I don’t have a wedding album and I blame myself.

The thing is…being a photographer, I often have different requirements for other photographers I hire along the lines of “Nah, don’t worry. Just send me the RAW unprocessed files.

And so that’s exactly what I told my wedding photographer to do – deliver a DVD of RAW files. Yes, I would find the time to sort through and edit hundreds of photographs myself. Soon enough, those memories were sitting next to tens of thousands of travel photographs I’m still planning on sorting through for stock purposes.

Two years later with those wedding photos still gathering binary dust on my hard drive, I finally got the nudge I needed in the form of an email from VioVio, an online photo printing service, asking if I’d be interested in reviewing their product. They also provided a complimentary $50 discount certificate to use along with my review.

While I’ve used photo printing services such as Blurb in the past to print out sample portfolio books, I wondered how and where VioVio would fit in, in terms of use – either professional or personal.

I was looking forward to logging in and playing around VioVio but I certainly wasn’t looking forward to going through hundreds of unprocessed wedding photos as well as navigating any help guides they might have to learn how to use their product.

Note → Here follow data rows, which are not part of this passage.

use std::fmt;
use std::str::FromStr;

use serde::de::{self, Visitor};
use serde::{Deserialize, Deserializer, Serialize, Serializer};

use crate::error::TypeError;

/// Content-derived identifier for a chunk.
///
/// A `Hash` is an opaque 32-byte value compared by content, never by
/// identity. Hashes are totally ordered (lexical byte order) so enumeration
/// is deterministic, and they round-trip losslessly through the canonical
/// lowercase-hex string form produced by [`Hash::to_hex`] and consumed by
/// [`Hash::parse`].
#[derive(Clone, Copy, PartialEq, Eq, Hash, PartialOrd, Ord)]
pub struct Hash([u8; 32]);

impl Hash {
    /// Create a `Hash` from a pre-computed 32-byte value.
    pub const fn from_raw(bytes: [u8; 32]) -> Self {
        Self(bytes)
    }

    /// The raw 32-byte value.
    pub fn as_bytes(&self) -> &[u8; 32] {
        &self.0
    }

    /// Canonical lowercase-hex string representation.
    pub fn to_hex(&self) -> String {
        hex::encode(self.0)
    }

    /// Short hex representation (first 8 characters), for log lines.
    pub fn short_hex(&self) -> String {
        hex::encode(&self.0[..4])
    }

    /// Parse from the canonical hex string form.
    pub fn parse(s: &str) -> Result<Self, TypeError> {
        let bytes = hex::decode(s).map_err(|e| TypeError::InvalidHex(e.to_string()))?;
        if bytes.len() != 32 {
            return Err(TypeError::InvalidLength {
                expected: 32,
                actual: bytes.len(),
            });
        }
        let mut arr = [0u8; 32];
        arr.copy_from_slice(&bytes);
        Ok(Self(arr))
    }
}

impl fmt::Debug for Hash {
    fn fmt(&self, f: &mut fmt::Formatter<'_>) -> fmt::Result {
        write!(f, "Hash({})", self.short_hex())
    }
}

impl fmt::Display for Hash {
    fn fmt(&self, f: &mut fmt::Formatter<'_>) -> fmt::Result {
        write!(f, "{}", self.to_hex())
    }
}

impl FromStr for Hash {
    type Err = TypeError;

    fn from_str(s: &str) -> Result<Self, Self::Err> {
        Self::parse(s)
    }
}

impl From<[u8; 32]> for Hash {
    fn from(bytes: [u8; 32]) -> Self {
        Self(bytes)
    }
}

impl From<Hash> for [u8; 32] {
    fn from(hash: Hash) -> Self {
        hash.0
    }
}

// Hashes serialize as their canonical hex string so they embed readably in
// JSON payloads and backend keys.
impl Serialize for Hash {
    fn serialize<S: Serializer>(&self, serializer: S) -> Result<S::Ok, S::Error> {
        serializer.serialize_str(&self.to_hex())
    }
}

impl<'de> Deserialize<'de> for Hash {
    fn deserialize<D: Deserializer<'de>>(deserializer: D) -> Result<Self, D::Error> {
        struct HexVisitor;

        impl Visitor<'_> for HexVisitor {
            type Value = Hash;

            fn expecting(&self, f: &mut fmt::Formatter<'_>) -> fmt::Result {
                f.write_str("a 64-character hex string")
            }

            fn visit_str<E: de::Error>(self, v: &str) -> Result<Hash, E> {
                Hash::parse(v).map_err(de::Error::custom)
            }
        }

        deserializer.deserialize_str(HexVisitor)
    }
}
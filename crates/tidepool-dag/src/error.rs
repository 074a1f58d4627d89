use thiserror::Error;
use tidepool_kv::KvError;
use tidepool_types::Hash;

/// Errors from chunk store operations.
#[derive(Debug, Error)]
pub enum DagError {
    /// A chunk the caller's invariants guarantee to exist is absent.
    ///
    /// Signals store corruption or an illegal collection of a still
    /// reachable chunk; fatal to the current transaction or traversal.
    #[error("chunk not found: {0}")]
    NotFound(Hash),

    /// The named head does not exist.
    #[error("head not found: {0}")]
    MissingHead(String),

    /// A backend key that does not parse under the store's key layout.
    ///
    /// Fatal on a direct point lookup; namespace scans skip the entry with
    /// a diagnostic instead.
    #[error("corrupt key: {key}")]
    CorruptKey { key: String },

    /// A chunk was re-put under an existing hash with different content.
    #[error("content mismatch for chunk {hash}")]
    ContentMismatch { hash: Hash },

    /// Payload or refs encoding failure.
    #[error("serialization error: {0}")]
    Serialization(String),

    /// Error from the underlying key/value backend.
    #[error(transparent)]
    Kv(#[from] KvError),
}

/// Result alias for chunk store operations.
pub type DagResult<T> = Result<T, DagError>;
use thiserror::Error;

/// Errors from parsing foundation types.
#[derive(Debug, Error, PartialEq, Eq)]
pub enum TypeError {
    /// The string is not valid hex.
    #[error("invalid hex: {0}")]
    InvalidHex(String),

    /// The decoded value has the wrong length.
    #[error("invalid hash length: expected {expected} bytes, got {actual}")]
    InvalidLength { expected: usize, actual: usize },
}
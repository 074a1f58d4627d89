//! Mark-sweep garbage collection.
//!
//! GC is the only operation that removes chunks. It runs entirely inside
//! one write transaction: mark every chunk reachable from every live head,
//! sweep the chunk namespace, delete what the mark pass did not see, and
//! commit atomically. Holding the single write slot for the whole pass
//! means no writer can add reachable chunks mid-collection, and readers
//! pinned to earlier snapshots keep seeing every chunk their snapshot
//! could reach.

use tracing::{debug, warn};

use crate::error::DagResult;
use crate::key::{Key, CHUNK_DATA_PREFIX};
use crate::store::{ChunkRead, DagStore};
use crate::visitor::{NoopVisitor, Traversal};

/// Outcome of a collection pass.
#[derive(Clone, Copy, Debug, Default, PartialEq, Eq)]
pub struct GcStats {
    /// Chunks reachable from at least one head.
    pub live: usize,
    /// Chunks deleted.
    pub collected: usize,
}

/// Delete every chunk unreachable from every head.
pub async fn collect_garbage(store: &DagStore) -> DagResult<GcStats> {
    let mut txn = store.write().await?;

    // Mark: one traversal instance so the visited set is shared across
    // heads and each chunk is resolved once.
    let mut traversal = Traversal::new();
    for (_, head) in txn.heads().await? {
        traversal.visit(&txn, head, &mut NoopVisitor).await?;
    }
    let live = traversal.into_visited();

    // Sweep: enumerate data keys; a key that fails to parse taints that
    // entry only, never the pass.
    let mut candidates = Vec::new();
    for key in txn.scan_keys(CHUNK_DATA_PREFIX).await? {
        match Key::parse(&key) {
            Ok(Key::ChunkData(hash)) => {
                if !live.contains(&hash) {
                    candidates.push(hash);
                }
            }
            Ok(_) | Err(_) => {
                warn!(key = %key, "skipping unparseable key in GC sweep");
            }
        }
    }

    for hash in &candidates {
        txn.delete_chunk(hash).await?;
    }
    txn.commit().await?;

    let stats = GcStats {
        live: live.len(),
        collected: candidates.len(),
    };
    debug!(live = stats.live, collected = stats.collected, "collected garbage");
    Ok(stats)
}
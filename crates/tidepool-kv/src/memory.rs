//! In-memory backend for tests and embedding.
//!
//! [`MemBackend`] keeps the committed state as an immutable
//! `Arc<BTreeMap>` snapshot. Read transactions clone the `Arc` at begin and
//! stay pinned to that snapshot, so readers never block writers and a
//! concurrent commit never changes what an in-flight reader observes. Write
//! transactions hold an owned async mutex (single writer), stage their
//! puts and deletes in an overlay, and swap in a new snapshot on commit.

use std::collections::BTreeMap;
use std::sync::{Arc, RwLock};

use async_trait::async_trait;
use bytes::Bytes;
use tokio::sync::{Mutex, OwnedMutexGuard};
use tracing::debug;

use crate::error::KvResult;
use crate::traits::{Backend, ReadTransaction, WriteTransaction};

type Snapshot = Arc<BTreeMap<String, Bytes>>;

/// In-memory, snapshot-isolated [`Backend`] implementation.
///
/// Data is lost when the backend is dropped.
pub struct MemBackend {
    state: Arc<RwLock<Snapshot>>,
    writer: Arc<Mutex<()>>,
}

impl MemBackend {
    /// Create a new empty backend.
    pub fn new() -> Self {
        Self {
            state: Arc::new(RwLock::new(Arc::new(BTreeMap::new()))),
            writer: Arc::new(Mutex::new(())),
        }
    }

    /// Number of committed entries.
    pub fn len(&self) -> usize {
        self.state.read().expect("lock poisoned").len()
    }

    /// Returns `true` if no entries have been committed.
    pub fn is_empty(&self) -> bool {
        self.state.read().expect("lock poisoned").is_empty()
    }

    fn snapshot(&self) -> Snapshot {
        Arc::clone(&self.state.read().expect("lock poisoned"))
    }
}

impl Default for MemBackend {
    fn default() -> Self {
        Self::new()
    }
}

impl std::fmt::Debug for MemBackend {
    fn fmt(&self, f: &mut std::fmt::Formatter<'_>) -> std::fmt::Result {
        f.debug_struct("MemBackend")
            .field("entry_count", &self.len())
            .finish()
    }
}

#[async_trait]
impl Backend for MemBackend {
    async fn read(&self) -> KvResult<Box<dyn ReadTransaction>> {
        Ok(Box::new(MemReadTransaction {
            snapshot: self.snapshot(),
        }))
    }

    async fn write(&self) -> KvResult<Box<dyn WriteTransaction>> {
        // First suspension point: wait for the prior writer to finish.
        let guard = Arc::clone(&self.writer).lock_owned().await;
        Ok(Box::new(MemWriteTransaction {
            base: self.snapshot(),
            pending: BTreeMap::new(),
            state: Arc::clone(&self.state),
            _guard: guard,
        }))
    }
}

/// Read transaction pinned to the snapshot current at `read()`.
struct MemReadTransaction {
    snapshot: Snapshot,
}

#[async_trait]
impl ReadTransaction for MemReadTransaction {
    async fn get(&self, key: &str) -> KvResult<Option<Bytes>> {
        Ok(self.snapshot.get(key).cloned())
    }

    async fn scan_prefix(&self, prefix: &str) -> KvResult<Vec<(String, Bytes)>> {
        Ok(scan_map(&self.snapshot, prefix))
    }
}

/// The single write transaction: base snapshot + staged overlay.
///
/// `pending` maps key to `Some(value)` for a staged put and `None` for a
/// staged delete. Dropping the transaction discards the overlay.
struct MemWriteTransaction {
    base: Snapshot,
    pending: BTreeMap<String, Option<Bytes>>,
    state: Arc<RwLock<Snapshot>>,
    _guard: OwnedMutexGuard<()>,
}

#[async_trait]
impl ReadTransaction for MemWriteTransaction {
    async fn get(&self, key: &str) -> KvResult<Option<Bytes>> {
        match self.pending.get(key) {
            Some(staged) => Ok(staged.clone()),
            None => Ok(self.base.get(key).cloned()),
        }
    }

    async fn scan_prefix(&self, prefix: &str) -> KvResult<Vec<(String, Bytes)>> {
        let mut merged: BTreeMap<String, Bytes> = scan_map(&self.base, prefix)
            .into_iter()
            .collect();
        for (key, staged) in range_of(&self.pending, prefix) {
            match staged {
                Some(value) => {
                    merged.insert(key.clone(), value.clone());
                }
                None => {
                    merged.remove(key);
                }
            }
        }
        Ok(merged.into_iter().collect())
    }
}

#[async_trait]
impl WriteTransaction for MemWriteTransaction {
    async fn put(&mut self, key: &str, value: Bytes) -> KvResult<()> {
        self.pending.insert(key.to_string(), Some(value));
        Ok(())
    }

    async fn del(&mut self, key: &str) -> KvResult<()> {
        self.pending.insert(key.to_string(), None);
        Ok(())
    }

    async fn commit(self: Box<Self>) -> KvResult<()> {
        let this = *self;
        let staged = this.pending.len();
        let mut state = this.state.write().expect("lock poisoned");
        let mut next = (**state).clone();
        for (key, entry) in this.pending {
            match entry {
                Some(value) => {
                    next.insert(key, value);
                }
                None => {
                    next.remove(&key);
                }
            }
        }
        *state = Arc::new(next);
        debug!(staged, "committed write transaction");
        Ok(())
    }

    async fn rollback(self: Box<Self>) -> KvResult<()> {
        // The overlay dies with the transaction.
        Ok(())
    }
}

fn scan_map(map: &BTreeMap<String, Bytes>, prefix: &str) -> Vec<(String, Bytes)> {
    range_of(map, prefix)
        .map(|(k, v)| (k.clone(), v.clone()))
        .collect()
}

fn range_of<'a, V>(
    map: &'a BTreeMap<String, V>,
    prefix: &'a str,
) -> impl Iterator<Item = (&'a String, &'a V)> {
    map.range(prefix.to_string()..)
        .take_while(move |(k, _)| k.starts_with(prefix))
}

So I planned on reviewing VioVio in a two-part series based on the following criteria:

  1. Overall look and feel
  2. Ease of use and functionality
  3. Processing time
  4. Quality of final product

This initial review covers the first three items above. Once I receive my wedding album in a couple weeks, I’ll round up my VioVio review.

Overall look and feel


I don’t consider myself superficial but when it comes to software, I’m definitely all about the look-and-feel (having spent years in my previous life as an application developer). VioVio’s interface happens to be in my favorite color – green. It is clean, easy to move around, and also emits a “personal” feel about it; a feel that appealed more to home and personal photography projects rather than a professional portfolio I’d send to National Geographic.

But this was only based on judging by first impressions. Once my album arrives, I’ll know for sure.

Ease of use and functionality

I hate using online help. Not because I’m a know-it-all (far from it) but rather, I want an application to be intuitive enough to use so that their online help guide is rendered useless (sorry technical writers!). Once I set up an account, the process of starting a new project was super straightforward. I called my project, “The Åkerströms”, and soon enough, I was whisked away to an online VioVio designer where I could upload photos and start laying out my photo book.


Since each of my images was pretty large (roughly 12MB and higher), I ran into issues right away (specifically an IO error) when trying to upload them using their built-in uploader so I opted for their FTP uploader which allowed me to pull the images – over 200 unedited photos – into the system in a simpler way.

While I knew uploading all those photos (unedited since I didn’t have time to sit and edit every single one) via FTP would take awhile, I hoped for VioVio’s sake that once those images were pulled in, everything else would be smooth-sailing.

And it was.

Especially once I discovered their super nifty Auto-fill tool which allowed me to pick the template layout of my pages and just by clicking the Auto-fill tool, auto-populate all the pages without much intervention.

A definite plus and time-saver!

There were other tools there to help me rotate, crop, zoom in/out, add captions, reorder, and work with my layout in general. I also had to glance through each page one more time to make sure heads and body parts weren’t awkwardly cropped out of frame while auto-filling.

Once my pages were laid out, it was on to picking my front and back covers.

Processing time

Considering I live in Sweden, it usually takes weeks for packages to get to me. Sure, I could fork out $100-$200 bucks for faster shipping but when the product I order is usually a fraction of that cost, it makes no human sense to me.

So I was curious to see what options were available to me once my album was ready to be printed, what the shipping costs would be, and if the complimentary $50 discount certificate would even make a dent in my shopping cart.

Once I was done with my covers and ready to purchase the album, a couple available book sizes and bindings based on the layout I’d worked with were displayed. I opted for the 8.5 x8.5 in Imagewrap Hardcover for $48.99.

So I was left with $1.01 for shipping to Sweden.

Obviously, I knew I had to pitch in the difference and was stoked to find that they do offer a very reasonable International SuperSaver 4-8 Week Shipping for $9.99 alongside the other Express, Get-here-tomorrow, Bank-breaking type shipping options, so my final shipping cost was $8.98.

Score!

Quality of final product

Once the album arrives in 4-8 weeks, I’ll let you know in part 2 of this review along with some final thoughts.